Masyarakat Butuh Feeder Trans Koetaradja

Tasya Rahmayanti, dara cantik kelahiran Aceh Utara, 28 Februari 1998 ini adalah mahasiswi Pendidikan Bahasa Inggris, UIN Ar-Raniry Banda Aceh. Dalam menjalani aktifitasnya sehari-hari sebagai mahasiswi, gadis yang tinggal di Punge Jurong, Banda Aceh ini rutin menggunakan Bus Trans Koetaradja. Meskipun lokasi halte yang lumayan jauh dari rumah, tidak menyurutkan minat Tasya untuk menggunakan Trans Koetaradja. Tasya mengaku sering naik bus Trans Koetaradja di halte depan Masjid Raya Baiturrahman. Sering kali diantar oleh orang tua, bahkan terkadang dia memilih untuk berjalan kaki. “Seringnya diantar sama mama ke halte, terkadang jalan kaki juga,” ungkap Tasya. Lokasi halte yang jauh dari tempat tinggal membuat sebagian masyarakat kesulitan naik Trans Koetaradja, termasuk Tasya. Gadis yang hobi membaca komik ini mengharapkan adanya Feeder agar memudahkan masyarakat yang ingin menggunakan Trans Koetaradja. “Saya rasa masyarakat butuh Feeder. Sehingga tidak perlu bergantung pada kendaraan yang ada di rumah atau pun berjalan kaki ke halte,” harap Tasya. Feeder adalah kendaraan pengumpul atau pengumpan yang dapat menjangkau kawasan perumahan dan pemukiman warga lalu mengantar penumpang ke halte-halte terdekat. Berbicara tentang Feeder, Tasya menyarankan agar Pemerintah Aceh memanfaatkan minibus Labi-labi yang telah ada.

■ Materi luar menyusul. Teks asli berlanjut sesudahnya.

//! Cargo unit entity and its per-frame visual smoothing.
//!
//! A [`Unit`] is a plain data record. Rendering handles are kept by the presentation
//! layer and looked up by [`UnitId`].

use crate::model::{UnitId, ValidationError, validate_dimension};
use crate::types::{Color, Footprint, Vec3};

/// Base colors handed out to new units, cycling by creation index.
pub const PALETTE: [Color; 10] = [
    Color::new(250.0 / 255.0, 95.0 / 255.0, 95.0 / 255.0),
    Color::new(250.0 / 255.0, 193.0 / 255.0, 95.0 / 255.0),
    Color::new(237.0 / 255.0, 250.0 / 255.0, 95.0 / 255.0),
    Color::new(136.0 / 255.0, 250.0 / 255.0, 95.0 / 255.0),
    Color::new(95.0 / 255.0, 250.0 / 255.0, 204.0 / 255.0),
    Color::new(95.0 / 255.0, 209.0 / 255.0, 250.0 / 255.0),
    Color::new(95.0 / 255.0, 129.0 / 255.0, 250.0 / 255.0),
    Color::new(183.0 / 255.0, 95.0 / 255.0, 250.0 / 255.0),
    Color::new(250.0 / 255.0, 95.0 / 255.0, 235.0 / 255.0),
    Color::new(250.0 / 255.0, 95.0 / 255.0, 141.0 / 255.0),
];

/// Returns the palette color for the n-th created unit.
pub fn palette_color(index: u64) -> Color {
    PALETTE[(index % PALETTE.len() as u64) as usize]
}

/// Rates and targets of the per-frame smoothing.
#[derive(Copy, Clone, Debug, PartialEq)]
pub struct SmoothingConfig {
    /// Convergence rate of the display color (per second).
    pub color_rate: f64,
    /// Convergence rate of the vertical lift (per second).
    pub lift_rate: f64,
    /// Brighten factor applied to the base color while hovered.
    pub highlight_factor: f64,
    /// Lift while hovered.
    pub hover_lift: f64,
    /// Lift while idle.
    pub idle_lift: f64,
}

impl SmoothingConfig {
    pub const DEFAULT_RATE: f64 = 10.0;
    pub const DEFAULT_HIGHLIGHT_FACTOR: f64 = 2.0;
    pub const DEFAULT_HOVER_LIFT: f64 = 0.25;
    pub const DEFAULT_IDLE_LIFT: f64 = 0.124;
}

impl Default for SmoothingConfig {
    fn default() -> Self {
        Self {
            color_rate: Self::DEFAULT_RATE,
            lift_rate: Self::DEFAULT_RATE,
            highlight_factor: Self::DEFAULT_HIGHLIGHT_FACTOR,
            hover_lift: Self::DEFAULT_HOVER_LIFT,
            idle_lift: Self::DEFAULT_IDLE_LIFT,
        }
    }
}

/// Interaction state derived from the hover/select flags.
#[derive(Copy, Clone, Debug, PartialEq, Eq)]
pub enum InteractionState {
    Idle,
    Hovered,
    /// Selection wins over hover and freezes the smoothing targets.
    Selected,
}

/// One cargo unit (pallet).
///
/// # Fields
/// * `id` - stable identity within the fleet
/// * `width`/`length`/`height` - extents across, along and vertically
/// * `base_color` - color chosen by the user or the palette
/// * `display_color` - smoothed color the presentation layer draws
/// * `position` - footprint center assigned by the packing engine
/// * `lift` - smoothed vertical display offset
#[derive(Clone, Debug, PartialEq)]
pub struct Unit {
    id: UnitId,
    width: f64,
    length: f64,
    height: f64,
    base_color: Color,
    display_color: Color,
    pub(crate) position: Vec3,
    lift: f64,
    visible: bool,
    wireframe: bool,
    hovered: bool,
    selected: bool,
}

impl Unit {
    /// Creates a new unit after validating its dimensions.
    ///
    /// # Examples
    /// ```
    /// use pallet_layout::model::UnitId;
    /// use pallet_layout::unit::{Unit, palette_color};
    ///
    /// let unit = Unit::new(UnitId(1), 0.8, 1.2, 1.2, palette_color(0));
    /// assert!(unit.is_ok());
    /// assert!(Unit::new(UnitId(2), 0.8, -1.2, 1.2, palette_color(1)).is_err());
    /// ```
    pub fn new(
        id: UnitId,
        width: f64,
        length: f64,
        height: f64,
        base_color: Color,
    ) -> Result<Self, ValidationError> {
        validate_unit_dims(width, length, height)?;
        Ok(Self {
            id,
            width,
            length,
            height,
            base_color,
            display_color: base_color,
            position: Vec3::zero(),
            lift: SmoothingConfig::DEFAULT_IDLE_LIFT,
            visible: true,
            wireframe: false,
            hovered: false,
            selected: false,
        })
    }

    pub fn id(&self) -> UnitId {
        self.id
    }

    pub fn height(&self) -> f64 {
        self.height
    }

    pub fn base_color(&self) -> Color {
        self.base_color
    }

    pub fn display_color(&self) -> Color {
        self.display_color
    }

    /// Footprint center as assigned by the last packing pass.
    pub fn position(&self) -> Vec3 {
        self.position
    }

    pub fn lift(&self) -> f64 {
        self.lift
    }

    pub fn is_visible(&self) -> bool {
        self.visible
    }

    pub fn is_wireframe(&self) -> bool {
        self.wireframe
    }

    /// Wireframe units neither cast nor receive shadows.
    pub fn casts_shadow(&self) -> bool {
        !self.wireframe
    }

    pub fn is_hovered(&self) -> bool {
        self.hovered
    }

    pub fn is_selected(&self) -> bool {
        self.selected
    }

    pub fn state(&self) -> InteractionState {
        match (self.hovered, self.selected) {
            (_, true) => InteractionState::Selected,
            (true, false) => InteractionState::Hovered,
            (false, false) => InteractionState::Idle,
        }
    }

    /// Changes the extents. Does not reposition; the fleet repacks afterwards.
    pub fn set_dimensions(
        &mut self,
        width: f64,
        length: f64,
        height: f64,
    ) -> Result<(), ValidationError> {
        validate_unit_dims(width, length, height)?;
        self.width = width;
        self.length = length;
        self.height = height;
        Ok(())
    }

    pub fn set_base_color(&mut self, color: Color) {
        self.base_color = color;
    }

    pub fn toggle_visible(&mut self) {
        self.visible = !self.visible;
    }

    pub fn toggle_wireframe(&mut self) {
        self.wireframe = !self.wireframe;
    }

    pub(crate) fn set_hovered(&mut self, hovered: bool) {
        self.hovered = hovered;
    }

    pub(crate) fn set_selected(&mut self, selected: bool) {
        self.selected = selected;
    }

    /// Advances display color and lift towards their state-dependent targets.
    ///
    /// Uses `value += (target - value) * min(dt * rate, 1)`. A selected unit keeps
    /// its lift where it is.
    pub fn update(&mut self, dt: f64, smoothing: &SmoothingConfig) {
        let dt = if dt.is_finite() { dt.max(0.0) } else { 0.0 };
        let highlighted = self.hovered && !self.selected;

        let color_target = if highlighted {
            self.base_color
                .brighten(smoothing.highlight_factor, Color::BRIGHTEN_OFFSET)
        } else {
            self.base_color
        };
        self.display_color = self
            .display_color
            .lerp(&color_target, smoothing_step(dt, smoothing.color_rate));

        let lift_target = match self.state() {
            InteractionState::Hovered => Some(smoothing.hover_lift),
            InteractionState::Idle => Some(smoothing.idle_lift),
            InteractionState::Selected => None,
        };
        if let Some(target) = lift_target {
            self.lift += (target - self.lift) * smoothing_step(dt, smoothing.lift_rate);
        }
    }
}

impl Footprint for Unit {
    fn width(&self) -> f64 {
        self.width
    }

    fn length(&self) -> f64 {
        self.length
    }
}

fn smoothing_step(dt: f64, rate: f64) -> f64 {
    (dt * rate).clamp(0.0, 1.0)
}

pub(crate) fn validate_unit_dims(
    width: f64,
    length: f64,
    height: f64,
) -> Result<(), ValidationError> {
    validate_dimension(width, "Unit width")?;
    validate_dimension(length, "Unit length")?;
    validate_dimension(height, "Unit height")?;
    Ok(())
}

#[cfg(test)]
mod tests {
    use super::*;

    fn pallet() -> Unit {
        Unit::new(UnitId(1), 0.8, 1.2, 1.2, Color::new(0.2, 0.4, 0.6)).unwrap()
    }

    #[test]
    fn new_unit_starts_idle_with_base_color() {
        let unit = pallet();
        assert_eq!(unit.state(), InteractionState::Idle);
        assert_eq!(unit.display_color(), unit.base_color());
        assert!((unit.lift() - SmoothingConfig::DEFAULT_IDLE_LIFT).abs() < 1e-12);
        assert!(unit.is_visible());
        assert!(unit.casts_shadow());
    }

    #[test]
    fn set_dimensions_is_all_or_nothing() {
        let mut unit = pallet();
        let err = unit.set_dimensions(1.0, 0.0, 1.0).unwrap_err();
        assert!(matches!(
            err,
            ValidationError::InvalidDimension {
                field: "Unit length",
                ..
            }
        ));
        assert_eq!(unit.width(), 0.8);

        unit.set_dimensions(1.0, 1.0, 0.5).unwrap();
        assert_eq!((unit.width(), unit.length(), unit.height()), (1.0, 1.0, 0.5));
    }

    #[test]
    fn hovered_unit_converges_to_highlight() {
        let smoothing = SmoothingConfig::default();
        let mut unit = pallet();
        unit.set_hovered(true);

        // dt * rate >= 1 jumps straight to the target
        unit.update(0.5, &smoothing);

        let expected = unit.base_color().brighten(2.0, 0.1);
        assert!(unit.display_color().max_channel_delta(&expected) < 1e-12);
        assert!((unit.lift() - 0.25).abs() < 1e-12);
    }

    #[test]
    fn smoothing_moves_a_fraction_per_frame() {
        let smoothing = SmoothingConfig::default();
        let mut unit = pallet();
        unit.set_hovered(true);

        unit.update(0.05, &smoothing);

        // half way from 0.124 to 0.25
        assert!((unit.lift() - 0.187).abs() < 1e-9);
    }

    #[test]
    fn selection_freezes_lift_and_restores_base_color() {
        let smoothing = SmoothingConfig::default();
        let mut unit = pallet();
        unit.set_hovered(true);
        unit.update(0.05, &smoothing);
        let lift_when_selected = unit.lift();

        unit.set_selected(true);
        for _ in 0..10 {
            unit.update(0.1, &smoothing);
        }

        assert_eq!(unit.state(), InteractionState::Selected);
        assert!((unit.lift() - lift_when_selected).abs() < 1e-12);
        assert!(unit.display_color().max_channel_delta(&unit.base_color()) < 1e-12);
    }

    #[test]
    fn invalid_delta_time_is_ignored() {
        let smoothing = SmoothingConfig::default();
        let mut unit = pallet();
        unit.set_hovered(true);
        let before = unit.clone();

        unit.update(f64::NAN, &smoothing);
        unit.update(-1.0, &smoothing);

        assert_eq!(unit, before);
    }

    #[test]
    fn toggles_flip_flags() {
        let mut unit = pallet();
        unit.toggle_wireframe();
        unit.toggle_visible();
        assert!(unit.is_wireframe());
        assert!(!unit.casts_shadow());
        assert!(!unit.is_visible());
        unit.toggle_visible();
        assert!(unit.is_visible());
    }

    #[test]
    fn palette_cycles() {
        assert_eq!(palette_color(0), palette_color(10));
        assert_eq!(palette_color(3).to_hex(), "#88fa5f");
    }
}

Selain telah menjadi angkutan ikonik di Banda Aceh, pemanfaatan Labi-labi lebih hemat anggaran dan dapat memberdayakan sopir labi-labi yang saat ini penghasilan mereka semakin menipis. “Saya pikir ada baiknya Pemerintah memanfaatkan Labi-labi yang telah ada. Selama TransK beroperasi, banyak para pengguna Labi-labi beralih ke TransK karena gratis dan terbilang lebih nyaman digunakan,” jelasnya. Tasya berharap jika Feeder Trans Koetaradja sudah beroperasi, tidak malah membuat kondisi lalu lintas semakin ribet lalu membuat masyarakat enggan naik Trans Koetaradja. Mahasiswi yang pernah menjadi peserta OSN Provinsi Aceh Tahun 2015 ini juga berharap operasional Feeder Trans Koetaradja nantinya berjadwal. Sehingga memudahkan masyarakat yang ingin menuju halte terdekat tanpa harus menunggu lama. Apalagi mayoritas pengguna Trans Koetaradja adalah pelajar dan mahasiswa, yang butuh sampai ke tujuan tepat waktu. (Amsal) Versi cetak online dapat diakses pada laman ini https://dishub.acehprov.go.id/publikasi-data/aceh-transit/tabloid-transit/ Simak video keseharian bus Trans Koetaradja :

Mengapa Trans Koetaradja Gratis?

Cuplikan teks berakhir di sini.